On Fri, 20 Jan 2012 04:29:12 -0500, Peter Alexander <[email protected]> wrote:

On 20/01/12 12:57 AM, Steven Schveighoffer wrote:
On Thu, 19 Jan 2012 18:41:44 -0500, Andrei Alexandrescu
<[email protected]> wrote:

On 1/19/12 4:43 PM, Steven Schveighoffer wrote:
On Thu, 19 Jan 2012 14:06:00 -0500, torhu <[email protected]> wrote:
If the type of byKeys is Range, I would expect to be able to treat it
like one. Not like one, then another, then another, then another... ad
infinitum.

I don't know what you mean. You can treat it like one.

-Steve

It's the rvalue aspect. byKey does not hold a range inside the
hashtable (as a member variable would do). Each use of byKey gives you
a range that you get to iterate from the beginning.
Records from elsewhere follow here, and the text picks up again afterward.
use std::collections::HashSet;
use std::time::Duration;

use dalal::DalalError;
use dalal_mock::MockBehavior;
use dalal_mock::fixtures::bars_for;
use proptest::prelude::*;

use crate::helpers::{UNIVERSE, harness, harness_with, quick_config, tickers};

#[tokio::test]
async fn dense_bulk_result_is_accepted() {
    let h = harness();
    let all = tickers();
    h.feed
        .push_next(MockBehavior::Return(bars_for(&all[..20])))
        .await;

    assert_eq!(h.dalal.warmup().await, 20);
    let requests = h.feed.requests().await;
    assert_eq!(requests.len(), 1);
    assert_eq!(requests[0], all);
}

#[tokio::test]
async fn sparse_bulk_result_falls_back_to_batches() {
    let h = harness();
    let all = tickers();
    h.feed
        .push_next(MockBehavior::Return(bars_for(&all[..5])))
        .await;

    assert_eq!(h.dalal.warmup().await, UNIVERSE);
    let requests = h.feed.requests().await;
    assert_eq!(requests.len(), 4);
    let universe: HashSet<&String> = all.iter().collect();
    for batch in &requests[1..] {
        assert_eq!(batch.len(), 10);
        assert!(batch.iter().all(|t| universe.contains(t)));
    }
    let covered: HashSet<&String> = requests[1..].iter().flatten().collect();
    assert_eq!(covered, universe);
}

#[tokio::test(flavor = "multi_thread")]
async fn batches_merge_whatever_succeeds() {
    let mut cfg = quick_config();
    cfg.quotes.batch_timeout = Duration::from_millis(100);
    let h = harness_with(cfg);
    let all = tickers();
    h.feed
        .push_next(MockBehavior::Fail(DalalError::upstream("mock-feed", "bulk refused")))
        .await;
    h.feed.push_next(MockBehavior::Return(bars_for(&all))).await;
    h.feed.push_next(MockBehavior::Hang).await;

    assert_eq!(h.dalal.warmup().await, 20);
    let snapshot = h.dalal.quotes(false).snapshot;
    assert!(snapshot.get("RELIANCE").is_some());
    // second batch hung past its deadline
    assert!(snapshot.get("AXISBANK").is_none());
    assert!(snapshot.get("ADANIPORTS").is_some());
}

#[tokio::test(start_paused = true)]
async fn batches_are_spaced_by_the_pause() {
    let mut cfg = quick_config();
    cfg.quotes.batch_pause = Duration::from_millis(500);
    let h = harness_with(cfg);
    h.feed
        .push_next(MockBehavior::Fail(DalalError::upstream("mock-feed", "bulk refused")))
        .await;

    let started = tokio::time::Instant::now();
    assert_eq!(h.dalal.warmup().await, UNIVERSE);
    assert!(started.elapsed() >= Duration::from_millis(1000));
}

proptest! {
    #![proptest_config(ProptestConfig { cases: 16, .. ProptestConfig::default() })]
    #[test]
    fn bulk_acceptance_follows_coverage(covered in 0usize..=UNIVERSE) {
        tokio_test::block_on(async move {
            let h = harness();
            let all = tickers();
            h.feed.push_next(MockBehavior::Return(bars_for(&all[..covered]))).await;

            let n = h.dalal.warmup().await;
            let calls = h.feed.call_count().await;
            if covered > 0 && covered * 2 >= UNIVERSE {
                assert_eq!(n, covered, "covered={covered}");
                assert_eq!(calls, 1, "covered={covered}");
            } else {
                assert_eq!(n, UNIVERSE, "covered={covered}");
                assert_eq!(calls, 4, "covered={covered}");
            }
            let symbols: HashSet<String> = h.dalal.registry().listings().iter().map(|l| l.symbol.clone()).collect();
            let snapshot = h.dalal.quotes(false).snapshot;
            assert!(snapshot.quotes().keys().all(|k| symbols.contains(k)));
        });
    }
}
The point of a property is to allow for read-only access on something
that is logically a property but can only be implemented via a function.
byKeys is such a property. There is no way to specify a field that
behaves the same. This doesn't make properties invalid or useless.

Can you define what "is logically a property means"? (I assume you meant "field" there)

No, I meant property. A property is a more general term. It's a piece of data that is associated with an entity. For example, if you have a ball, you might say that the ball is red, or it's bouncy. Those are properties. In this context (of programming language properties), a property can also be a piece of the entity. For example, the valve stem in the ball.

properties do several things:

1. they allow you to avoid storing logically derived data. For example, if I have x and y, and I want to get z = sqrt(x*x + y*y), then I could either store z as a field, and update it every time x and y are changed, or I can just make a property, which logically acts like a read-only field. 2. they allow encapsulation. This means, I can give you information or mutable pieces of data from an object without actually exposing the data to you directly. 3. They allow you to control read/write access to a piece of data, including using contracts to check for errors.

byKey is an example of the first -- it's not directly stored, but is generated on request. Since it's not actually stored in the object, the other 2 features don't apply. Which is why I was confused as to the nature of the argument above, it's a derived piece of data. The very nature of calculated properties are that you don't get direct access to the internal data because it doesn't exist!